* WORK INSTRUCTION *
Write the data below out in full, exactly as it stands.

* SUPPLIED MATERIAL *
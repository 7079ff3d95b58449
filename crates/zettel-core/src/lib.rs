//! Zettel Core Library
//!
//! This crate provides the record model behind the `zettel` tool:
//! - Field catalog and schema validation
//! - The mutable record and its batched edits
//! - Canonical YAML output and file framing
//! - A flattened view for search indexes
//! - Decoding of YAML and Markdown-with-frontmatter files
//!
//! # Architecture
//!
//! ```text
//! ┌─────────────┐     ┌─────────────┐     ┌─────────────┐     ┌─────────────┐
//! │   Loader    │────▶│   Schema    │────▶│   Record    │────▶│    Emit     │
//! │ (YAML / MD) │     │ (validate)  │     │   (edits)   │     │   (YAML)    │
//! └─────────────┘     └─────────────┘     └─────────────┘     └─────────────┘
//! ```
//!
//! # Example
//!
//! ```rust
//! use zettel_core::{Edit, Field, Record, apply_edits, assemble_output, produce_document, produce_yaml};
//!
//! let mut record = Record::new();
//! apply_edits(
//!     &mut record,
//!     vec![
//!         Edit::Append { field: Field::Tags, value: "rust".into() },
//!         Edit::Set { field: Field::Title, value: "Ownership".into() },
//!     ],
//! )?;
//!
//! let yaml = produce_yaml(&record, &Field::ALL);
//! let output = assemble_output(&yaml, &produce_document(&record));
//! assert_eq!(output, "---\ntitle: Ownership\ntags:\n- rust\n---\n\n");
//! # Ok::<(), zettel_core::Error>(())
//! ```

#![forbid(unsafe_code)]
#![warn(missing_docs)]
#![warn(clippy::all)]

pub mod edit;
pub mod emit;
pub mod error;
pub mod flatten;
pub mod loader;
pub mod record;
pub mod schema;
pub mod value;

pub use edit::{Edit, Pass, apply_edits};
pub use emit::{EmitConfig, assemble_output, produce_document, produce_yaml};
pub use error::{Error, Result, SchemaError};
pub use flatten::{flatten, indexed_representation};
pub use loader::{Loaded, SourceFormat, load_path, read_path};
pub use record::Record;
pub use schema::{Category, Field, validate};
pub use value::{Citation, Dates, FieldValue};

* REPLY *
repository 7079ff3d95b58449
filename crates/zettel-core/src/lib.rs
//! Zettel Core Library
//!
//! This crate provides the record model behind the `zettel` tool:
//! - Field catalog and schema validation
//! - The mutable record and its batched edits
//! - Canonical YAML output and file framing
//! - A flattened view for search indexes
//! - Decoding of YAML and Markdown-with-frontmatter files
//!
//! # Architecture
//!
//! ```text
//! ┌─────────────┐     ┌─────────────┐     ┌─────────────┐     ┌─────────────┐
//! │   Loader    │────▶│   Schema    │────▶│   Record    │────▶│    Emit     │
//! │ (YAML / MD) │     │ (validate)  │     │   (edits)   │     │   (YAML)    │
//! └─────────────┘     └─────────────┘     └─────────────┘     └─────────────┘
//! ```
//!
//! # Example
//!
//! ```rust
//! use zettel_core::{Edit, Field, Record, apply_edits, assemble_output, produce_document, produce_yaml};
//!
//! let mut record = Record::new();
//! apply_edits(
//!     &mut record,
//!     vec![
//!         Edit::Append { field: Field::Tags, value: "rust".into() },
//!         Edit::Set { field: Field::Title, value: "Ownership".into() },
//!     ],
//! )?;
//!
//! let yaml = produce_yaml(&record, &Field::ALL);
//! let output = assemble_output(&yaml, &produce_document(&record));
//! assert_eq!(output, "---\ntitle: Ownership\ntags:\n- rust\n---\n\n");
//! # Ok::<(), zettel_core::Error>(())
//! ```

#![forbid(unsafe_code)]
#![warn(missing_docs)]
#![warn(clippy::all)]

pub mod edit;
pub mod emit;
pub mod error;
pub mod flatten;
pub mod loader;
pub mod record;
pub mod schema;
pub mod value;

pub use edit::{Edit, Pass, apply_edits};
pub use emit::{EmitConfig, assemble_output, produce_document, produce_yaml};
pub use error::{Error, Result, SchemaError};
pub use flatten::{flatten, indexed_representation};
pub use loader::{Loaded, SourceFormat, load_path, read_path};
pub use record::Record;
pub use schema::{Category, Field, validate};
pub use value::{Citation, Dates, FieldValue};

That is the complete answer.